=== MATERIAL FOR THE TASK ===
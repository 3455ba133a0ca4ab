//! Transaction processing and double-entry validation

use bigdecimal::BigDecimal;
use chrono::NaiveDate;
use tracing::{debug, instrument};

use crate::traits::LedgerStore;
use crate::types::*;

/// Independently summed debit and credit totals of a candidate line set.
pub fn line_totals(lines: &[NewLine]) -> (BigDecimal, BigDecimal) {
    let debits = lines.iter().map(|l| &l.debit_amount).sum();
    let credits = lines.iter().map(|l| &l.credit_amount).sum();
    (debits, credits)
}

/// Double-entry validation of a candidate line set, independent of
/// persistence.
///
/// Accepts iff the set has at least two lines, no negative amount, and its
/// debit and credit totals are exactly equal (decimal comparison, never
/// floating point). [`LedgerStore::create_transaction`] runs this inside its
/// atomic create; callers may also run it up front to pre-check input and
/// re-submit corrected lines.
pub fn validate_lines(lines: &[NewLine]) -> LedgerResult<()> {
    if lines.is_empty() {
        return Err(LedgerError::InvalidTransaction(
            "transaction must have at least one line".to_string(),
        ));
    }

    if lines.len() < 2 {
        return Err(LedgerError::InvalidTransaction(
            "transaction must have at least two lines for double-entry bookkeeping".to_string(),
        ));
    }

    let zero = BigDecimal::from(0);
    for line in lines {
        if line.debit_amount < zero || line.credit_amount < zero {
            return Err(LedgerError::InvalidTransaction(
                "line amounts must not be negative".to_string(),
            ));
        }
    }

    let (debits, credits) = line_totals(lines);
    if debits != credits {
        return Err(LedgerError::UnbalancedTransaction { debits, credits });
    }

    Ok(())
}

/// Transaction manager wrapping the store's transaction operations
pub struct TransactionManager<S: LedgerStore> {
    store: S,
}

impl<S: LedgerStore> TransactionManager<S> {
    pub fn new(store: S) -> Self {
        Self { store }
    }

    /// Create a transaction. The store enforces double-entry balance and
    /// account existence atomically with the insert.
    #[instrument(skip(self, spec), fields(user = %spec.user, reference = %spec.reference))]
    pub async fn create_transaction(&self, spec: NewTransaction) -> LedgerResult<Transaction> {
        let transaction = self.store.create_transaction(spec).await?;
        debug!(id = %transaction.id, lines = transaction.lines.len(), "transaction created");
        Ok(transaction)
    }

    pub async fn get_transaction(
        &self,
        user: UserId,
        id: TransactionId,
    ) -> LedgerResult<Option<Transaction>> {
        self.store.get_transaction(user, id).await
    }

    /// Get a transaction by id, returning an error if not found
    pub async fn get_transaction_required(
        &self,
        user: UserId,
        id: TransactionId,
    ) -> LedgerResult<Transaction> {
        self.store
            .get_transaction(user, id)
            .await?
            .ok_or_else(|| LedgerError::transaction_not_found(id))
    }

    /// Delete a transaction; its lines go with it.
    #[instrument(skip(self), fields(user = %user, id = %id))]
    pub async fn delete_transaction(&self, user: UserId, id: TransactionId) -> LedgerResult<()> {
        self.store.delete_transaction(user, id).await
    }

    pub async fn list_transactions(
        &self,
        user: UserId,
        from: Option<NaiveDate>,
        to: Option<NaiveDate>,
    ) -> LedgerResult<Vec<Transaction>> {
        self.store.list_transactions(user, from, to).await
    }

    pub async fn list_transaction_lines(
        &self,
        user: UserId,
        account: AccountId,
        as_of: Option<NaiveDate>,
    ) -> LedgerResult<Vec<TransactionLine>> {
        self.store
            .list_transaction_lines(user, account, as_of)
            .await
    }
}

/// Builder for assembling a [`NewTransaction`] line by line
#[derive(Debug)]
pub struct TransactionBuilder {
    spec: NewTransaction,
}

impl TransactionBuilder {
    pub fn new(user: UserId, date: NaiveDate, description: impl Into<String>) -> Self {
        Self {
            spec: NewTransaction {
                user,
                date,
                reference: String::new(),
                description: description.into(),
                status: TransactionStatus::Posted,
                source: TransactionSource::Manual,
                lines: Vec::new(),
            },
        }
    }

    pub fn reference(mut self, reference: impl Into<String>) -> Self {
        self.spec.reference = reference.into();
        self
    }

    pub fn status(mut self, status: TransactionStatus) -> Self {
        self.spec.status = status;
        self
    }

    pub fn source(mut self, source: TransactionSource) -> Self {
        self.spec.source = source;
        self
    }

    /// Add a debit line
    pub fn debit(mut self, account: AccountId, amount: BigDecimal) -> Self {
        self.spec.lines.push(NewLine::debit(account, amount));
        self
    }

    /// Add a credit line
    pub fn credit(mut self, account: AccountId, amount: BigDecimal) -> Self {
        self.spec.lines.push(NewLine::credit(account, amount));
        self
    }

    /// Add a custom line
    pub fn line(mut self, line: NewLine) -> Self {
        self.spec.lines.push(line);
        self
    }

    /// Validate the assembled lines and build the spec
    pub fn build(self) -> LedgerResult<NewTransaction> {
        validate_lines(&self.spec.lines)?;
        Ok(self.spec)
    }
}

/// Common two-line posting patterns
pub mod patterns {
    use super::*;

    /// Sale for cash or on account: debit cash/receivables, credit revenue
    pub fn sale(
        user: UserId,
        date: NaiveDate,
        description: impl Into<String>,
        cash_or_receivable: AccountId,
        revenue: AccountId,
        amount: BigDecimal,
    ) -> LedgerResult<NewTransaction> {
        TransactionBuilder::new(user, date, description)
            .debit(cash_or_receivable, amount.clone())
            .credit(revenue, amount)
            .build()
    }

    /// Expense paid in cash: debit expense, credit cash
    pub fn expense_payment(
        user: UserId,
        date: NaiveDate,
        description: impl Into<String>,
        expense: AccountId,
        cash: AccountId,
        amount: BigDecimal,
    ) -> LedgerResult<NewTransaction> {
        TransactionBuilder::new(user, date, description)
            .debit(expense, amount.clone())
            .credit(cash, amount)
            .build()
    }

    /// Owner puts money in: debit cash, credit equity
    pub fn owner_investment(
        user: UserId,
        date: NaiveDate,
        description: impl Into<String>,
        cash: AccountId,
        equity: AccountId,
        amount: BigDecimal,
    ) -> LedgerResult<NewTransaction> {
        TransactionBuilder::new(user, date, description)
            .debit(cash, amount.clone())
            .credit(equity, amount)
            .build()
    }
}

#[cfg(test)]
mod tests {
    use super::*;

    fn date() -> NaiveDate {
        NaiveDate::from_ymd_opt(2024, 1, 15).unwrap()
    }

    #[test]
    fn balanced_lines_validate() {
        let a = AccountId::new();
        let b = AccountId::new();
        let lines = vec![
            NewLine::debit(a, BigDecimal::from(100)),
            NewLine::credit(b, BigDecimal::from(100)),
        ];
        assert!(validate_lines(&lines).is_ok());
    }

    #[test]
    fn unbalanced_lines_are_rejected_with_totals() {
        let lines = vec![
            NewLine::debit(AccountId::new(), BigDecimal::from(100)),
            NewLine::credit(AccountId::new(), BigDecimal::from(90)),
        ];
        match validate_lines(&lines) {
            Err(LedgerError::UnbalancedTransaction { debits, credits }) => {
                assert_eq!(debits, BigDecimal::from(100));
                assert_eq!(credits, BigDecimal::from(90));
            }
            other => panic!("expected UnbalancedTransaction, got {other:?}"),
        }
    }

    #[test]
    fn decimal_amounts_compare_exactly() {
        // Would fail under f64: 0.1 + 0.2 != 0.3
        let lines = vec![
            NewLine::debit(AccountId::new(), "0.1".parse().unwrap()),
            NewLine::debit(AccountId::new(), "0.2".parse().unwrap()),
            NewLine::credit(AccountId::new(), "0.3".parse().unwrap()),
        ];
        assert!(validate_lines(&lines).is_ok());
    }

    #[test]
    fn single_line_is_rejected() {
        let lines = vec![NewLine::debit(AccountId::new(), BigDecimal::from(0))];
        assert!(matches!(
            validate_lines(&lines),
            Err(LedgerError::InvalidTransaction(_))
        ));
    }

    #[test]
    fn empty_line_set_is_rejected() {
        assert!(matches!(
            validate_lines(&[]),
            Err(LedgerError::InvalidTransaction(_))
        ));
    }

    #[test]
    fn negative_amount_is_rejected() {
        let lines = vec![
            NewLine::debit(AccountId::new(), BigDecimal::from(-10)),
            NewLine::credit(AccountId::new(), BigDecimal::from(-10)),
        ];
        assert!(matches!(
            validate_lines(&lines),
            Err(LedgerError::InvalidTransaction(_))
        ));
    }

    #[test]
    fn builder_validates_at_build() {
        let user = UserId::new();
        let unbalanced = TransactionBuilder::new(user, date(), "bad")
            .debit(AccountId::new(), BigDecimal::from(50))
            .credit(AccountId::new(), BigDecimal::from(40))
            .build();
        assert!(unbalanced.is_err());

        let ok = patterns::sale(
            user,
            date(),
            "sale",
            AccountId::new(),
            AccountId::new(),
            BigDecimal::from(250),
        )
        .unwrap();
        assert_eq!(ok.lines.len(), 2);
        assert_eq!(ok.status, TransactionStatus::Posted);
    }
}
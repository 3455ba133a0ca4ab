//! Account balance derivation
//!
//! Balances are never stored; they are summed from transaction lines on
//! demand, with exact decimal arithmetic throughout.

use bigdecimal::BigDecimal;
use chrono::NaiveDate;

use crate::traits::LedgerStore;
use crate::types::*;

/// Apply the sign convention for an account type to independently summed
/// debit and credit columns.
///
/// Debit-normal accounts (Asset, Expense): debits − credits.
/// Credit-normal accounts (Liability, Equity, Revenue): credits − debits.
pub fn signed_balance(
    account_type: AccountType,
    debits: &BigDecimal,
    credits: &BigDecimal,
) -> BigDecimal {
    match account_type.normal_side() {
        Side::Debit => debits - credits,
        Side::Credit => credits - debits,
    }
}

/// Sum an account's lines as of an optional cutoff date and apply its sign
/// convention. An account with no lines has a balance of zero.
pub async fn balance_of<S>(
    store: &S,
    user: UserId,
    account: &Account,
    as_of: Option<NaiveDate>,
) -> LedgerResult<BigDecimal>
where
    S: LedgerStore + ?Sized,
{
    let lines = store
        .list_transaction_lines(user, account.id, as_of)
        .await?;

    let debits: BigDecimal = lines.iter().map(|l| &l.debit_amount).sum();
    let credits: BigDecimal = lines.iter().map(|l| &l.credit_amount).sum();

    Ok(signed_balance(account.account_type, &debits, &credits))
}

#[cfg(test)]
mod tests {
    use super::*;

    #[test]
    fn debit_normal_convention() {
        let balance = signed_balance(
            AccountType::Asset,
            &BigDecimal::from(500),
            &BigDecimal::from(120),
        );
        assert_eq!(balance, BigDecimal::from(380));
    }

    #[test]
    fn credit_normal_convention() {
        let balance = signed_balance(
            AccountType::Liability,
            &BigDecimal::from(120),
            &BigDecimal::from(500),
        );
        assert_eq!(balance, BigDecimal::from(380));
    }

    #[test]
    fn overdrawn_debit_normal_goes_negative() {
        let balance = signed_balance(
            AccountType::Asset,
            &BigDecimal::from(100),
            &BigDecimal::from(250),
        );
        assert_eq!(balance, BigDecimal::from(-150));
    }

    #[test]
    fn exact_decimal_sums() {
        // 0.1 + 0.2 must equal 0.3 exactly, which rules out binary floats.
        let debits: BigDecimal = "0.1".parse::<BigDecimal>().unwrap()
            + "0.2".parse::<BigDecimal>().unwrap();
        let balance = signed_balance(AccountType::Expense, &debits, &BigDecimal::from(0));
        assert_eq!(balance, "0.3".parse::<BigDecimal>().unwrap());
    }
}
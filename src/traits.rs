//! Storage abstraction for the bookkeeping core
//!
//! Every query is scoped by the owning [`UserId`]; an implementation must
//! treat another user's ids exactly like unknown ids.

use async_trait::async_trait;
use chrono::NaiveDate;

use crate::sync::ExternalAccountRecord;
use crate::types::*;

/// Durable storage for accounts, transactions, and their lines.
///
/// Implementations back the core against any engine (PostgreSQL, SQLite,
/// in-memory, ...). Two obligations beyond plain CRUD:
///
/// - `create_transaction` must run its double-entry balance check and the
///   header-plus-lines insert as one atomic unit, so an unbalanced or
///   half-written transaction is never observable, even under concurrent
///   writers. Any failure leaves zero rows from the attempt.
/// - Reads must reflect a consistent snapshot (no partial transactions);
///   strict real-time freshness is not required.
#[async_trait]
pub trait LedgerStore: Send + Sync {
    /// Create an account. Fails with [`LedgerError::DuplicateAccountNumber`]
    /// when the user already has an account with this number.
    async fn create_account(&self, spec: NewAccount) -> LedgerResult<Account>;

    /// Get an account by id. `None` for unknown ids and for ids owned by a
    /// different user alike.
    async fn get_account(&self, user: UserId, id: AccountId) -> LedgerResult<Option<Account>>;

    /// List the user's accounts ordered by account number.
    async fn list_accounts(&self, user: UserId, active_only: bool) -> LedgerResult<Vec<Account>>;

    /// Delete an account. Fails with [`LedgerError::AccountInUse`] while any
    /// transaction line references it.
    async fn delete_account(&self, user: UserId, id: AccountId) -> LedgerResult<()>;

    /// Create a transaction and its lines atomically. Fails with
    /// [`LedgerError::UnbalancedTransaction`] when the lines' debit and
    /// credit totals differ, and with [`LedgerError::NotFound`] when a line
    /// references an account that does not exist for this user.
    async fn create_transaction(&self, spec: NewTransaction) -> LedgerResult<Transaction>;

    /// Get a transaction (with its lines) by id, owner-scoped.
    async fn get_transaction(
        &self,
        user: UserId,
        id: TransactionId,
    ) -> LedgerResult<Option<Transaction>>;

    /// Delete a transaction; all its lines are deleted with it.
    async fn delete_transaction(&self, user: UserId, id: TransactionId) -> LedgerResult<()>;

    /// Lines referencing the account whose transaction date is on or before
    /// `as_of` (all lines when `None`), ordered by transaction date then
    /// insertion. Fails with [`LedgerError::NotFound`] for an unknown or
    /// foreign account.
    async fn list_transaction_lines(
        &self,
        user: UserId,
        account: AccountId,
        as_of: Option<NaiveDate>,
    ) -> LedgerResult<Vec<TransactionLine>>;

    /// The user's transactions with dates inside the inclusive range,
    /// ordered by date then insertion.
    async fn list_transactions(
        &self,
        user: UserId,
        from: Option<NaiveDate>,
        to: Option<NaiveDate>,
    ) -> LedgerResult<Vec<Transaction>>;

    /// Insert or update an account from a normalized external-sync record,
    /// matched by `(user, external_id)` first and `(user, account_number)`
    /// second. Used by sync collaborators; never creates duplicates.
    async fn upsert_external_account(
        &self,
        user: UserId,
        record: ExternalAccountRecord,
    ) -> LedgerResult<Account>;
}
//! Main ledger facade that coordinates accounts, transactions, and reports
//!
//! This is the complete surface the core exposes to presentation and API
//! collaborators; HTTP framing, pagination, and auth live with them.

use bigdecimal::BigDecimal;
use chrono::NaiveDate;

use crate::ledger::{reports, AccountManager, TransactionManager};
use crate::metrics::{BusinessMetrics, MetricsConfig};
use crate::sync::ExternalAccountRecord;
use crate::traits::LedgerStore;
use crate::types::*;

/// Ledger system orchestrating all bookkeeping operations over one store
pub struct Ledger<S: LedgerStore> {
    accounts: AccountManager<S>,
    transactions: TransactionManager<S>,
    store: S,
}

impl<S: LedgerStore + Clone> Ledger<S> {
    /// Create a new ledger over the given storage backend
    pub fn new(store: S) -> Self {
        Self {
            accounts: AccountManager::new(store.clone()),
            transactions: TransactionManager::new(store.clone()),
            store,
        }
    }

    // Account operations

    /// Create an account; fails on a duplicate `(user, account_number)`
    pub async fn create_account(&self, spec: NewAccount) -> LedgerResult<Account> {
        self.accounts.create_account(spec).await
    }

    pub async fn get_account(
        &self,
        user: UserId,
        id: AccountId,
    ) -> LedgerResult<Option<Account>> {
        self.accounts.get_account(user, id).await
    }

    /// List the user's accounts ordered by account number
    pub async fn list_accounts(
        &self,
        user: UserId,
        active_only: bool,
    ) -> LedgerResult<Vec<Account>> {
        self.accounts.list_accounts(user, active_only).await
    }

    /// Delete an account; blocked while transaction lines reference it
    pub async fn delete_account(&self, user: UserId, id: AccountId) -> LedgerResult<()> {
        self.accounts.delete_account(user, id).await
    }

    /// Upsert an account from an external-sync record
    pub async fn upsert_external_account(
        &self,
        user: UserId,
        record: ExternalAccountRecord,
    ) -> LedgerResult<Account> {
        self.store.upsert_external_account(user, record).await
    }

    // Transaction operations

    /// Create a transaction; the double-entry check runs atomically with
    /// the insert, so a rejected create leaves the ledger unchanged
    pub async fn create_transaction(&self, spec: NewTransaction) -> LedgerResult<Transaction> {
        self.transactions.create_transaction(spec).await
    }

    pub async fn get_transaction(
        &self,
        user: UserId,
        id: TransactionId,
    ) -> LedgerResult<Option<Transaction>> {
        self.transactions.get_transaction(user, id).await
    }

    /// Delete a transaction and, with it, all its lines
    pub async fn delete_transaction(&self, user: UserId, id: TransactionId) -> LedgerResult<()> {
        self.transactions.delete_transaction(user, id).await
    }

    pub async fn list_transactions(
        &self,
        user: UserId,
        from: Option<NaiveDate>,
        to: Option<NaiveDate>,
    ) -> LedgerResult<Vec<Transaction>> {
        self.transactions.list_transactions(user, from, to).await
    }

    /// Lines referencing the account, optionally up to a cutoff date
    pub async fn list_transaction_lines(
        &self,
        user: UserId,
        account: AccountId,
        as_of: Option<NaiveDate>,
    ) -> LedgerResult<Vec<TransactionLine>> {
        self.transactions
            .list_transaction_lines(user, account, as_of)
            .await
    }

    // Balance and reporting operations

    /// Signed balance of an account as of an optional cutoff date
    pub async fn balance_of(
        &self,
        user: UserId,
        account: AccountId,
        as_of: Option<NaiveDate>,
    ) -> LedgerResult<BigDecimal> {
        self.accounts.balance_of(user, account, as_of).await
    }

    /// Trial balance over the user's active accounts
    pub async fn trial_balance(
        &self,
        user: UserId,
        as_of: Option<NaiveDate>,
    ) -> LedgerResult<TrialBalance> {
        reports::trial_balance(&self.store, user, as_of).await
    }

    /// Business metrics engine for one user
    pub fn metrics(&self, user: UserId, config: MetricsConfig) -> BusinessMetrics<'_, S> {
        BusinessMetrics::new(&self.store, user, config)
    }
}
===
PROBLEM STATEMENT: From the entries, find how many lines contain "Liability" and give the number alone.

RESPONSE BELOW: 2